Entries shown:
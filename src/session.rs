//! One AR session: scene, anchor tracking, the TV and the coordinator.
//!
//! This is the surface the host drives: plane events from tracking, selection
//! events from the thumbnail strip, and raw taps from the input layer.

use glam::Vec2;
use log::{debug, info};

use crate::anchor::{AnchorTracker, DetectedPlane, PlaneId};
use crate::coordinator::{
    CoordinatorConfig, IgnoredTap, InteractionCoordinator, InteractionState, TapOutcome,
};
use crate::error::PlaybackError;
use crate::picking::{HitRouter, ScreenRays};
use crate::playback::{MediaBackend, SourceResolver, TextureId, VideoFrame, VideoId};
use crate::scene::SceneGraph;
use crate::tv::TvObject;

pub struct ArSession {
    scene: SceneGraph,
    anchors: AnchorTracker,
    tv: Option<TvObject>,
    router: HitRouter,
    coordinator: InteractionCoordinator,
}

impl ArSession {
    pub fn new(
        config: CoordinatorConfig,
        resolver: Box<dyn SourceResolver>,
        backend: Box<dyn MediaBackend>,
    ) -> Self {
        Self {
            scene: SceneGraph::new(),
            anchors: AnchorTracker::new(),
            tv: None,
            router: HitRouter,
            coordinator: InteractionCoordinator::new(config, resolver, backend),
        }
    }

    pub fn scene(&self) -> &SceneGraph {
        &self.scene
    }

    pub fn tv(&self) -> Option<TvObject> {
        self.tv
    }

    pub fn anchors(&self) -> &AnchorTracker {
        &self.anchors
    }

    /// Feed a plane from tracking. Spawns the TV on the first vertical plane.
    pub fn on_plane_detected(&mut self, plane: &DetectedPlane) -> Option<TvObject> {
        let anchor = self.anchors.on_plane_detected(&mut self.scene, plane)?;
        match TvObject::spawn(&mut self.scene, &anchor) {
            Ok(tv) => {
                self.tv = Some(tv);
                Some(tv)
            }
            Err(err) => {
                debug!("tv spawn skipped: {err}");
                None
            }
        }
    }

    pub fn on_plane_updated(&mut self, plane: &DetectedPlane) -> bool {
        self.anchors.on_plane_updated(&mut self.scene, plane)
    }

    /// Tracking lost the plane: drop the TV and release whatever played on it.
    pub fn on_plane_lost(&mut self, plane: PlaneId) -> bool {
        if self.anchors.on_plane_lost(&mut self.scene, plane).is_none() {
            return false;
        }
        self.tv = None;
        for video in self.coordinator.release_orphans(&self.scene) {
            info!("released video {video} with its surface");
        }
        true
    }

    pub fn on_select(&mut self, video: VideoId) {
        self.coordinator.on_select(video);
    }

    pub fn selected(&self) -> Option<&VideoId> {
        self.coordinator.selected()
    }

    /// Route a viewport tap and dispatch it to the state machine.
    pub fn on_tap(&mut self, point: Vec2, view: &impl ScreenRays) -> Result<TapOutcome, PlaybackError> {
        if self.tv.is_none() {
            return Ok(TapOutcome::Ignored(IgnoredTap::NoSurface));
        }
        let hit = self.router.route(point, view, &self.scene);
        self.coordinator.on_tap(&mut self.scene, hit)
    }

    pub fn current_state(&self) -> InteractionState {
        self.coordinator.current_state(self.tv.map(|tv| tv.screen))
    }

    pub fn bound_video(&self) -> Option<&VideoId> {
        self.coordinator.bound_video(self.tv?.screen)
    }

    pub fn coordinator(&self) -> &InteractionCoordinator {
        &self.coordinator
    }

    pub fn coordinator_mut(&mut self) -> &mut InteractionCoordinator {
        &mut self.coordinator
    }

    /// Mutable access to both halves, for dispatching routed hits directly.
    pub fn parts_mut(&mut self) -> (&mut SceneGraph, &mut InteractionCoordinator) {
        (&mut self.scene, &mut self.coordinator)
    }

    /// Turn the screen back off, releasing its session.
    pub fn stop(&mut self) -> Option<VideoId> {
        let screen = self.tv?.screen;
        self.coordinator.unbind(&mut self.scene, screen)
    }

    pub fn poll_frame(&mut self) -> Option<(TextureId, VideoFrame)> {
        let screen = self.tv?.screen;
        self.coordinator.poll_frame(screen)
    }

    pub fn take_engine_error(&mut self) -> Option<String> {
        let screen = self.tv?.screen;
        self.coordinator.take_engine_error(screen)
    }

    pub fn shutdown(&mut self) {
        self.coordinator.release_all();
    }
}
//! Error types and the translation of device status codes.
//!
//! The bridge reports errors as small negative codes in three disjoint
//! ranges, which callers (and language bindings built on top of this crate)
//! may branch on: `-0x01..=-0x0F` local/library errors, `-0x11..=-0x1F`
//! firmware/bus errors, `-0x20..=-0x2F` bridge protocol errors.
//! [`Error::code`] exposes that stable contract; [`Error::class`] gives the
//! containing range.

use thiserror::Error;

/// Errors returned by serial I/O bridge operations.
#[derive(Error, Debug)]
pub enum Error {
    /// Error from the underlying HID API layer, with its own message.
    #[error("HID API error: {0}")]
    Hid(#[from] hidapi::HidError),
    /// The session or port handle does not refer to anything open.
    #[error("Handle passed to the function is invalid")]
    BadHandle,
    /// General I/O failure during report transfer.
    #[error("I/O error: {0}")]
    Io(#[from] std::io::Error),
    /// A session guard was poisoned by a panicking thread.
    #[error("Thread synchronization error")]
    Synchronization,
    /// A parameter failed local validation, or the device rejected the
    /// request parameters.
    #[error("Invalid parameter: {0}")]
    InvalidParameter(String),
    /// A response report was too short or structurally malformed.
    #[error("Invalid HID report received ({0} bytes)")]
    InvalidReport(usize),

    /// Fatal error reported by the device's bus controller.
    #[error("Fatal error reported by bridge firmware")]
    Fatal,
    /// Transfer aborted because a byte was NACKed.
    #[error("Transfer aborted due to NACK")]
    Nack,
    /// Transfer aborted due to a bus error.
    #[error("Transfer aborted due to bus error")]
    BusError,
    /// No acknowledgement after the slave address was sent.
    #[error("No acknowledgement received from slave address")]
    SlaveNack,
    /// Bus arbitration lost to another master.
    #[error("Bus arbitration lost to another master")]
    ArbitrationLost,

    /// No complete response arrived within the configured read timeout.
    /// The channel framing is undefined afterwards; issue a bus reset
    /// before reusing the port.
    #[error("Transaction timed out")]
    Timeout,
    /// The firmware does not support this request code.
    #[error("Invalid request or request not supported by this firmware")]
    InvalidCommand,
    /// The firmware completed only part of the transfer.
    #[error("Partial transfer completed")]
    PartialData,
    /// Status code outside the ranges this library knows about.
    #[error("Unsupported error code 0x{0:02X} reported by device")]
    UnsupportedStatus(u8),
}

/// Result type alias used throughout the crate.
pub type Result<T> = std::result::Result<T, Error>;

/// The three disjoint error ranges of the numeric contract.
#[derive(Debug, Clone, Copy, PartialEq, Eq)]
pub enum ErrorClass {
    /// Detected on the host before or around device I/O.
    Local,
    /// Reported by the device's hardware bus controller.
    Bus,
    /// Reported by the firmware's HID-SIO bridge module, or a timeout.
    Bridge,
}

impl Error {
    /// Stable negative error code matching the contract existing language
    /// bindings branch on.
    pub fn code(&self) -> i32 {
        match self {
            Error::Hid(_) | Error::Io(_) | Error::InvalidReport(_) => -0x01,
            Error::BadHandle => -0x02,
            Error::Synchronization => -0x03,
            Error::InvalidParameter(_) => -0x22,
            Error::Fatal => -0x11,
            Error::Nack => -0x12,
            Error::BusError => -0x13,
            Error::SlaveNack => -0x14,
            Error::ArbitrationLost => -0x15,
            Error::Timeout => -0x20,
            Error::InvalidCommand => -0x21,
            Error::PartialData => -0x23,
            Error::UnsupportedStatus(raw) => -(*raw as i32 + 0x10),
        }
    }

    /// The range [`Error::code`] falls in.
    pub fn class(&self) -> ErrorClass {
        match -self.code() {
            0x01..=0x0F => ErrorClass::Local,
            0x10..=0x1F => ErrorClass::Bus,
            _ => ErrorClass::Bridge,
        }
    }

    /// Maps a non-OK response status byte to an error. The device encodes
    /// status `s` as caller code `-(s + 0x10)`.
    pub(crate) fn from_status(status: u8) -> Error {
        match status as i32 + 0x10 {
            0x11 => Error::Fatal,
            0x12 => Error::Nack,
            0x13 => Error::BusError,
            0x14 => Error::SlaveNack,
            0x15 => Error::ArbitrationLost,
            0x20 => Error::Timeout,
            0x21 => Error::InvalidCommand,
            0x22 => Error::InvalidParameter("rejected by device".to_string()),
            0x23 => Error::PartialData,
            _ => Error::UnsupportedStatus(status),
        }
    }
}

#[cfg(test)]
mod tests {
    use super::*;

    #[test]
    fn status_translation_covers_known_ranges() {
        assert!(matches!(Error::from_status(0x01), Error::Fatal));
        assert!(matches!(Error::from_status(0x02), Error::Nack));
        assert!(matches!(Error::from_status(0x05), Error::ArbitrationLost));
        assert!(matches!(Error::from_status(0x10), Error::Timeout));
        assert!(matches!(Error::from_status(0x11), Error::InvalidCommand));
        assert!(matches!(
            Error::from_status(0x12),
            Error::InvalidParameter(_)
        ));
        assert!(matches!(Error::from_status(0x13), Error::PartialData));
    }

    #[test]
    fn unknown_status_keeps_its_range() {
        let err = Error::from_status(0x0A);
        assert!(matches!(err, Error::UnsupportedStatus(0x0A)));
        assert_eq!(err.code(), -0x1A);
        assert_eq!(err.class(), ErrorClass::Bus);

        let err = Error::from_status(0x1F);
        assert_eq!(err.code(), -0x2F);
        assert_eq!(err.class(), ErrorClass::Bridge);
    }

    #[test]
    fn codes_match_numeric_contract() {
        assert_eq!(Error::BadHandle.code(), -2);
        assert_eq!(Error::Synchronization.code(), -3);
        assert_eq!(Error::Nack.code(), -0x12);
        assert_eq!(Error::Timeout.code(), -0x20);
        assert_eq!(Error::InvalidParameter(String::new()).code(), -0x22);
        assert_eq!(Error::BadHandle.class(), ErrorClass::Local);
        assert_eq!(Error::SlaveNack.class(), ErrorClass::Bus);
        assert_eq!(Error::PartialData.class(), ErrorClass::Bridge);
    }
}
//! Protocol constants: frame geometry, request codes and option flags.
//!
//! The values in this module are the firmware contract of the HID-SIO
//! bridge and must match the device side exactly.

/// NXP vendor ID.
pub const NXP_VID: u16 = 0x1FC9;
/// Product ID of the LPC-Link2 serial I/O interface.
pub const LPCLINK2_PID: u16 = 0x0090;
/// Product ID of the MCU-Link serial I/O interface.
pub const MCULINK_PID: u16 = 0x0143;

/// Default bounded wait for one response report, in milliseconds.
pub const DEFAULT_READ_TIMEOUT_MS: i32 = 500;

/// Bridge interfaces are recognized by these product-string prefixes.
pub(crate) const PRODUCT_PREFIXES: [&str; 2] = ["LPCSIO", "MCUSIO"];

// --- Frame geometry ---
// Each exchange is carried in fixed 64-byte reports. Outbound reports are
// prefixed with a zero report-id byte; inbound reports arrive without it.

/// Size of one protocol frame (the HID report excluding the report id).
pub const FRAME_SIZE: usize = 64;
/// Frame header size in bytes.
pub const FRAME_HEADER_SIZE: usize = 8;
/// Payload capacity of a single frame.
pub const FRAME_DATA_SIZE: usize = FRAME_SIZE - FRAME_HEADER_SIZE;
/// Outbound report buffer size: report id + frame.
pub(crate) const OUT_REPORT_SIZE: usize = FRAME_SIZE + 1;
/// Report id carried by every outbound report.
pub(crate) const REPORT_ID: u8 = 0;

/// Response status byte indicating success.
pub(crate) const STATUS_OK: u8 = 0;

// --- Request codes ---
pub(crate) mod req {
    /// Capability/firmware-version query.
    pub const DEV_INFO: u8 = 0x01;

    pub mod i2c {
        pub const INIT_PORT: u8 = 0x10;
        pub const DEINIT_PORT: u8 = 0x11;
        pub const DEVICE_WRITE: u8 = 0x12;
        pub const DEVICE_READ: u8 = 0x13;
        pub const DEVICE_XFER: u8 = 0x14;
        pub const RESET: u8 = 0x15;
    }

    pub mod spi {
        pub const INIT_PORT: u8 = 0x20;
        pub const DEINIT_PORT: u8 = 0x21;
        pub const DEVICE_XFER: u8 = 0x22;
        pub const RESET: u8 = 0x23;
    }

    pub mod gpio {
        pub const PORT_VALUE: u8 = 0x30;
        pub const PORT_DIR: u8 = 0x31;
        pub const TOGGLE_PIN: u8 = 0x32;
        pub const IOCONFIG: u8 = 0x33;
    }
}

// --- I2C transfer option flags ---
pub mod i2c_options {
    /// Generate a START condition before transmitting.
    pub const START_BIT: u8 = 0x01;
    /// Generate a STOP condition at the end of the transfer.
    pub const STOP_BIT: u8 = 0x02;
    /// Stop transmitting when the slave NACKs a byte.
    pub const BREAK_ON_NACK: u8 = 0x04;
    /// NACK the last byte read (some slaves require this).
    pub const NACK_LAST_BYTE: u8 = 0x08;
    /// Omit the address field; it is part of the data or the frame needs none.
    pub const NO_ADDRESS: u8 = 0x40;
}

// --- I2C fast-transfer option flags ---
pub mod i2c_xfer_options {
    /// Ignore NACK during data transfer (default aborts).
    pub const IGNORE_NACK: u16 = 0x01;
    /// ACK the last byte received (default NACKs per I2C spec).
    pub const LAST_RX_ACK: u16 = 0x02;
}

// --- SPI port configuration option bits ---
pub mod spi_options {
    /// 8-bit data frames.
    pub const DATA_SIZE_8: u32 = 0x07;
    /// 16-bit data frames, transferred little-endian.
    pub const DATA_SIZE_16: u32 = 0x0F;
    /// Clock idles low.
    pub const POL_0: u32 = 0 << 6;
    /// Clock idles high.
    pub const POL_1: u32 = 1 << 6;
    /// Data captured on the first clock transition.
    pub const PHA_0: u32 = 0 << 7;
    /// Data captured on the second clock transition.
    pub const PHA_1: u32 = 1 << 7;

    /// Delay between slave select assertion and the first clock, in µs (max 255).
    pub const fn pre_delay(us: u32) -> u32 {
        (us & 0xFF) << 8
    }

    /// Delay between the last clock and slave select release, in µs (max 255).
    pub const fn post_delay(us: u32) -> u32 {
        (us & 0xFF) << 16
    }
}
//! The USB HID transport boundary.
//!
//! The protocol engine only needs four primitives from the transport:
//! enumerate, open-by-path, blocking report write, and timeout-bounded
//! report read. They are expressed as the [`Backend`] and [`Transport`]
//! traits so the rest of the crate never talks to `hidapi` directly and
//! tests can substitute a scripted device.

use hidapi::{HidApi, HidDevice};
use log::{debug, trace};
use std::ffi::{CStr, CString};

use crate::error::Result;

/// Information about one discovered bridge HID interface.
#[derive(Debug, Clone)]
pub struct SioDeviceInfo {
    pub vid: u16,
    pub pid: u16,
    /// Platform-specific path used to open the device.
    pub path: CString,
    pub serial_number: Option<String>,
    pub manufacturer_string: Option<String>,
    pub product_string: Option<String>,
    pub interface_number: i32,
}

/// Device discovery and opening.
pub trait Backend: Send {
    /// Enumerates HID devices matching `vid`/`pid`; zero matches any.
    /// The returned order is OS-defined but stable for one call.
    fn enumerate(&mut self, vid: u16, pid: u16) -> Result<Vec<SioDeviceInfo>>;

    /// Opens the device at `path` for report I/O.
    fn open(&mut self, path: &CStr) -> Result<Box<dyn Transport>>;
}

/// Report-level I/O on one opened device.
pub trait Transport: Send {
    /// Writes one fixed-size report (report id included). Returns the
    /// number of bytes accepted.
    fn write_report(&mut self, report: &[u8]) -> Result<usize>;

    /// Reads one report with a bounded wait. Returns 0 if the timeout
    /// elapsed without data.
    fn read_report(&mut self, buf: &mut [u8], timeout_ms: i32) -> Result<usize>;
}

/// `hidapi`-backed implementation used outside of tests.
pub struct HidBackend {
    api: HidApi,
}

impl HidBackend {
    pub fn new() -> Result<Self> {
        Ok(Self {
            api: HidApi::new()?,
        })
    }
}

impl Backend for HidBackend {
    fn enumerate(&mut self, vid: u16, pid: u16) -> Result<Vec<SioDeviceInfo>> {
        self.api.refresh_devices()?;
        let mut devices = Vec::new();
        for info in self.api.device_list() {
            if (vid != 0 && info.vendor_id() != vid) || (pid != 0 && info.product_id() != pid) {
                continue;
            }
            debug!(
                "Found HID device: VID={:04X}, PID={:04X}, Path={:?}, Interface={}",
                info.vendor_id(),
                info.product_id(),
                info.path(),
                info.interface_number()
            );
            devices.push(SioDeviceInfo {
                vid: info.vendor_id(),
                pid: info.product_id(),
                path: info.path().to_owned(),
                serial_number: info.serial_number().map(String::from),
                manufacturer_string: info.manufacturer_string().map(String::from),
                product_string: info.product_string().map(String::from),
                interface_number: info.interface_number(),
            });
        }
        Ok(devices)
    }

    fn open(&mut self, path: &CStr) -> Result<Box<dyn Transport>> {
        let device = self.api.open_path(path)?;
        debug!("Opened HID device at {:?}", path);
        Ok(Box::new(HidTransport { device }))
    }
}

struct HidTransport {
    device: HidDevice,
}

impl Transport for HidTransport {
    fn write_report(&mut self, report: &[u8]) -> Result<usize> {
        let written = self.device.write(report)?;
        trace!("HID write: {} bytes {:02X?}", written, report);
        Ok(written)
    }

    fn read_report(&mut self, buf: &mut [u8], timeout_ms: i32) -> Result<usize> {
        let read = self.device.read_timeout(buf, timeout_ms)?;
        trace!("HID read: {} bytes {:02X?}", read, &buf[..read]);
        Ok(read)
    }
}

Required action:
Reproduce verbatim the range of lines that opens the records and closes with the line containing "pub fn on_plane_detected(&mut". Omit everything after it.

Completed task:
filename src/session.rs
//! One AR session: scene, anchor tracking, the TV and the coordinator.
//!
//! This is the surface the host drives: plane events from tracking, selection
//! events from the thumbnail strip, and raw taps from the input layer.

use glam::Vec2;
use log::{debug, info};

use crate::anchor::{AnchorTracker, DetectedPlane, PlaneId};
use crate::coordinator::{
    CoordinatorConfig, IgnoredTap, InteractionCoordinator, InteractionState, TapOutcome,
};
use crate::error::PlaybackError;
use crate::picking::{HitRouter, ScreenRays};
use crate::playback::{MediaBackend, SourceResolver, TextureId, VideoFrame, VideoId};
use crate::scene::SceneGraph;
use crate::tv::TvObject;

pub struct ArSession {
    scene: SceneGraph,
    anchors: AnchorTracker,
    tv: Option<TvObject>,
    router: HitRouter,
    coordinator: InteractionCoordinator,
}

impl ArSession {
    pub fn new(
        config: CoordinatorConfig,
        resolver: Box<dyn SourceResolver>,
        backend: Box<dyn MediaBackend>,
    ) -> Self {
        Self {
            scene: SceneGraph::new(),
            anchors: AnchorTracker::new(),
            tv: None,
            router: HitRouter,
            coordinator: InteractionCoordinator::new(config, resolver, backend),
        }
    }

    pub fn scene(&self) -> &SceneGraph {
        &self.scene
    }

    pub fn tv(&self) -> Option<TvObject> {
        self.tv
    }

    pub fn anchors(&self) -> &AnchorTracker {
        &self.anchors
    }

    /// Feed a plane from tracking. Spawns the TV on the first vertical plane.
    pub fn on_plane_detected(&mut self, plane: &DetectedPlane) -> Option<TvObject> {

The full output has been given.